■ **EXERCISE BRIEF**
Looking through the records that follow, determine how many lines contain "InvalidCellsPerRow" and reply with that number alone.

========================

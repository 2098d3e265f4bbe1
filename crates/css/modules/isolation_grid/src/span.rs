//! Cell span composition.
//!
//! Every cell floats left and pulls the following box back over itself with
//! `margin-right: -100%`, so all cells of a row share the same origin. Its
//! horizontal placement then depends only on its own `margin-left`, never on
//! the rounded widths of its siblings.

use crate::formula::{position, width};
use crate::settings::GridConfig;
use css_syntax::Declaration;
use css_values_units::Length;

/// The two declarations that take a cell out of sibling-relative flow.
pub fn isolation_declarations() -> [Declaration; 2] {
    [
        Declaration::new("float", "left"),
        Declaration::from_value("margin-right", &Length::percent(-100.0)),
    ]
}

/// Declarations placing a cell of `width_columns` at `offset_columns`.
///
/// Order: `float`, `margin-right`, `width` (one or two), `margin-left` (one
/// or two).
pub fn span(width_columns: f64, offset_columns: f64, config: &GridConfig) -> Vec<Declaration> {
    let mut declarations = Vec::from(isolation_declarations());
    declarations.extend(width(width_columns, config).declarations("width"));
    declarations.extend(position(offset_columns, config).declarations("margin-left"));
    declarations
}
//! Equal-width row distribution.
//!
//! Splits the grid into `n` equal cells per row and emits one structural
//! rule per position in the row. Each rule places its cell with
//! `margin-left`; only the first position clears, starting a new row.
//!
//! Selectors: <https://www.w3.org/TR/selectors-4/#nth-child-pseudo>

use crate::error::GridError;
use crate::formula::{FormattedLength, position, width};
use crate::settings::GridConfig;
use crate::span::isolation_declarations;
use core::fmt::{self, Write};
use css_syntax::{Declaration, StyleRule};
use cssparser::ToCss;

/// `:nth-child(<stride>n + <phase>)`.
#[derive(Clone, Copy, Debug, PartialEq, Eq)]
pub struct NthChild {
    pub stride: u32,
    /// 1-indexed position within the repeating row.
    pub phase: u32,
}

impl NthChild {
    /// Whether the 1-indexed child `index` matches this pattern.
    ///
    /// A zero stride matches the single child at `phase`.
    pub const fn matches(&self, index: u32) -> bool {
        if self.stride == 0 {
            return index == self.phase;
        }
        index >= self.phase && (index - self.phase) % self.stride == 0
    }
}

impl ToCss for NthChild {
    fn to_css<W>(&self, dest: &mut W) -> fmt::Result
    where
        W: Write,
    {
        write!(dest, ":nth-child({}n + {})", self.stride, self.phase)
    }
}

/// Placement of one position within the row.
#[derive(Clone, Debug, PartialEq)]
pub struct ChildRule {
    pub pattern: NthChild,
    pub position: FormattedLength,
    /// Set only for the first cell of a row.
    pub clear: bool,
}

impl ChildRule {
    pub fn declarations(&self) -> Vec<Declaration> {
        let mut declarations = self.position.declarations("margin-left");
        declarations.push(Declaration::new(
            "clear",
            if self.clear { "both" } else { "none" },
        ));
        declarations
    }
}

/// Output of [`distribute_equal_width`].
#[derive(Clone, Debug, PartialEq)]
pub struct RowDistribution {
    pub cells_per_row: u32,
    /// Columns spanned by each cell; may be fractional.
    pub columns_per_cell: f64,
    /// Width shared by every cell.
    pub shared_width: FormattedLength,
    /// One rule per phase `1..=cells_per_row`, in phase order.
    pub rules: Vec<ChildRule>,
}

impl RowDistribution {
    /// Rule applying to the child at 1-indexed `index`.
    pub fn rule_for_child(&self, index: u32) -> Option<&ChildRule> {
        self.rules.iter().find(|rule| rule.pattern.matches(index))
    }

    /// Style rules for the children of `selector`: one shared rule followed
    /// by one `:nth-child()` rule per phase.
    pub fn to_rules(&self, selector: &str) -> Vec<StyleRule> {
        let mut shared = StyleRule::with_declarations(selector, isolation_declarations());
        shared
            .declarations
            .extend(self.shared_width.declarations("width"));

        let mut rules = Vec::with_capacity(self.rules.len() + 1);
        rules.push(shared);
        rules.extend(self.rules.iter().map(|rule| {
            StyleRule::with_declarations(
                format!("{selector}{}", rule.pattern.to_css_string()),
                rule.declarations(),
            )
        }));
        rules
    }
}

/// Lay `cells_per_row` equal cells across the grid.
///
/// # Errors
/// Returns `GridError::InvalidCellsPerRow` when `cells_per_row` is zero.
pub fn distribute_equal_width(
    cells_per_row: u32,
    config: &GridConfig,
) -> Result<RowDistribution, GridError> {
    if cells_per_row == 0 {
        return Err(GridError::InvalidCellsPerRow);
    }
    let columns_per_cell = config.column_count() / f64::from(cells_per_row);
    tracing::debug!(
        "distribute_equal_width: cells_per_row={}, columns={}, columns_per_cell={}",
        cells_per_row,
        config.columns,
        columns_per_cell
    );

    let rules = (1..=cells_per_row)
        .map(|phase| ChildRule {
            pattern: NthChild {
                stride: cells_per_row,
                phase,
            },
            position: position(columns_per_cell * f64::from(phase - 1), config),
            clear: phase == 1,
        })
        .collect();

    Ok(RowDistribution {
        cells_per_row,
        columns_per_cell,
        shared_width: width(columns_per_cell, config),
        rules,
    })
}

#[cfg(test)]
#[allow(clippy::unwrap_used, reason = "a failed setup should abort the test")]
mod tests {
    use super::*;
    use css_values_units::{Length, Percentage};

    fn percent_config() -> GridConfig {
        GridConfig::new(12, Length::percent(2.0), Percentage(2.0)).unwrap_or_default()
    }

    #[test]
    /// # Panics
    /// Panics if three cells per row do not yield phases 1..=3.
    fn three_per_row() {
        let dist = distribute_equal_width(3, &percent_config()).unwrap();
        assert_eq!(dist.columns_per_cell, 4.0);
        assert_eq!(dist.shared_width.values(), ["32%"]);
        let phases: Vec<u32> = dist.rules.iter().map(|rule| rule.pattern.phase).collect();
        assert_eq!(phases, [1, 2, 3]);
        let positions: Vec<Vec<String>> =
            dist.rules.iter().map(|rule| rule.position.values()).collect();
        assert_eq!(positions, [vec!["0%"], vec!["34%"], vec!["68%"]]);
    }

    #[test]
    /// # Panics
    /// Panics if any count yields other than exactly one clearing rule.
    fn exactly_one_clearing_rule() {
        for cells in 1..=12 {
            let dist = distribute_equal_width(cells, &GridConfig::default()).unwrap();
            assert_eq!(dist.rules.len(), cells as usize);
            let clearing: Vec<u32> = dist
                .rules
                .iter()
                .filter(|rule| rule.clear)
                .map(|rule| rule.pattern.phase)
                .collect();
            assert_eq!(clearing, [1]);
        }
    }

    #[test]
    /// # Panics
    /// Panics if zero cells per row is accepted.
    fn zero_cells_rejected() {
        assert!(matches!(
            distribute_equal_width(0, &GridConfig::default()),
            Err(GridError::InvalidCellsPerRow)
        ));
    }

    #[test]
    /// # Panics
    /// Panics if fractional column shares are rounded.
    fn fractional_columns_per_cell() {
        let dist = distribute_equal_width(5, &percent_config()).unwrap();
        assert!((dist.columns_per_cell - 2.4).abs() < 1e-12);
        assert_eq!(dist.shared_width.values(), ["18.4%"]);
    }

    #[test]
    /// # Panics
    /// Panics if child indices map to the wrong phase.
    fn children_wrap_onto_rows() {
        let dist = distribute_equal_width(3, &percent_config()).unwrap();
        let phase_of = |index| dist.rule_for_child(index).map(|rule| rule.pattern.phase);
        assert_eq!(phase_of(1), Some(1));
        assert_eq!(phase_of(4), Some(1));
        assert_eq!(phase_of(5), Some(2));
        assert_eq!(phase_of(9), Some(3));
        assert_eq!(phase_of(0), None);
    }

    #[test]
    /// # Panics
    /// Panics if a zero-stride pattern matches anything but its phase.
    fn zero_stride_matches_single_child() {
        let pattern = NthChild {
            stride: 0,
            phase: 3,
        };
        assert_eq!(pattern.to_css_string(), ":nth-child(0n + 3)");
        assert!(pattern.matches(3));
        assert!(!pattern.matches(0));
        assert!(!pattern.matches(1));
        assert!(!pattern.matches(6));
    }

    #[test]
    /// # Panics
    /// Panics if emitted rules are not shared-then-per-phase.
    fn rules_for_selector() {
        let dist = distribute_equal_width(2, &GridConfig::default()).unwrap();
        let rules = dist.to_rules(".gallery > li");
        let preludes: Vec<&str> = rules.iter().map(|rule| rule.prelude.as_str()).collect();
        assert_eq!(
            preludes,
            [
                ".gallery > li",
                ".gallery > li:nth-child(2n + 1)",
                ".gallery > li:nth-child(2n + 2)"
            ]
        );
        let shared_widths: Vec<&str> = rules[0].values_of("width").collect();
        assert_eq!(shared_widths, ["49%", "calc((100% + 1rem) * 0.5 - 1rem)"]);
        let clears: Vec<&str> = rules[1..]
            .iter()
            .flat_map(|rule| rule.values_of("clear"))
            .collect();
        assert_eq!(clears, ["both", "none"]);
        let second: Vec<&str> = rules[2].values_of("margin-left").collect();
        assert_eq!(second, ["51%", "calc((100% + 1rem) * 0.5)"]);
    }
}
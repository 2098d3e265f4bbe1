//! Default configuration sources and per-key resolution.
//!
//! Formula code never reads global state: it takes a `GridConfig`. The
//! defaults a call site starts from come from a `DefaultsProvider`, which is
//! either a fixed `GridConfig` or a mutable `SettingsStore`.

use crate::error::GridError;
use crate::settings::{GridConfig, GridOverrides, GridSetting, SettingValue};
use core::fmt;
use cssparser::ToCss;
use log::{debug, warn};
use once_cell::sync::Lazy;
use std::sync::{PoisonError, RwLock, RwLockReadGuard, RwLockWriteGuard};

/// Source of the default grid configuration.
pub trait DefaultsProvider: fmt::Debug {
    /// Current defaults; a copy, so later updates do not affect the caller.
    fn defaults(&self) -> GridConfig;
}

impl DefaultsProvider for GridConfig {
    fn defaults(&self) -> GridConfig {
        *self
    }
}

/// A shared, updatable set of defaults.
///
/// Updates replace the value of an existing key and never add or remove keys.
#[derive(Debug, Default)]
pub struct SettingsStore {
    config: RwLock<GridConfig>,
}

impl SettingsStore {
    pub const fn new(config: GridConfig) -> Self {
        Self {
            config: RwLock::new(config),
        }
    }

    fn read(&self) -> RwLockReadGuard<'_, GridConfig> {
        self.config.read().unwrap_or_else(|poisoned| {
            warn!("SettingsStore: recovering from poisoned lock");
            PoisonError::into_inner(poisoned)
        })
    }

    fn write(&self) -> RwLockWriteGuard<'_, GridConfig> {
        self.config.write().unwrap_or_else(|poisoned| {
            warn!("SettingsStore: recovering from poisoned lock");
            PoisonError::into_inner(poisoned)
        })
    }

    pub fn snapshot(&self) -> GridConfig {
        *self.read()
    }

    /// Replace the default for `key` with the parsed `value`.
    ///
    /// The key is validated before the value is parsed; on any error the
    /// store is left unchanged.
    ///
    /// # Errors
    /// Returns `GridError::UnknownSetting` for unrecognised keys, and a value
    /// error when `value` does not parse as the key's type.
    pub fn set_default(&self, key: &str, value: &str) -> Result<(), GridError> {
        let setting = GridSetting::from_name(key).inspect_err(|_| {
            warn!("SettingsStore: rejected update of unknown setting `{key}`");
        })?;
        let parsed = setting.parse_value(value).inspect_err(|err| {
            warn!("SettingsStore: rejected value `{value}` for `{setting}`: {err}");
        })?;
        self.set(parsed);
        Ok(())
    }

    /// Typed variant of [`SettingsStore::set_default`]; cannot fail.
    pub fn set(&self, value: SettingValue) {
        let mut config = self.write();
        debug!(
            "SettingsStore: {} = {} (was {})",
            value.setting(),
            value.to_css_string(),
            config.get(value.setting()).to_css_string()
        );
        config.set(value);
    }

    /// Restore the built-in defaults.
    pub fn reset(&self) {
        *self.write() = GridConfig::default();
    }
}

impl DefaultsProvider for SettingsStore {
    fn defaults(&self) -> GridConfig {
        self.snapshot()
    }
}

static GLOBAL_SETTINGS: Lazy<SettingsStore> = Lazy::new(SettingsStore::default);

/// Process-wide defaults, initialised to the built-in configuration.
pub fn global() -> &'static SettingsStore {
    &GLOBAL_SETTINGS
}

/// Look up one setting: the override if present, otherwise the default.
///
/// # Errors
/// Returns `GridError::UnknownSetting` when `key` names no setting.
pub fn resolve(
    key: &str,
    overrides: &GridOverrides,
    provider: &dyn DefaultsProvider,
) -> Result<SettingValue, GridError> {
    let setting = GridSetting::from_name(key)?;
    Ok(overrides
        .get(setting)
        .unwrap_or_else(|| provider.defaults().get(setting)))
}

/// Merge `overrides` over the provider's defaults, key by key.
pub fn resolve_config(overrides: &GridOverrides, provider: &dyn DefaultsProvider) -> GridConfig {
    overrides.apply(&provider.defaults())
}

========================

■ **TASK SOLUTION**
3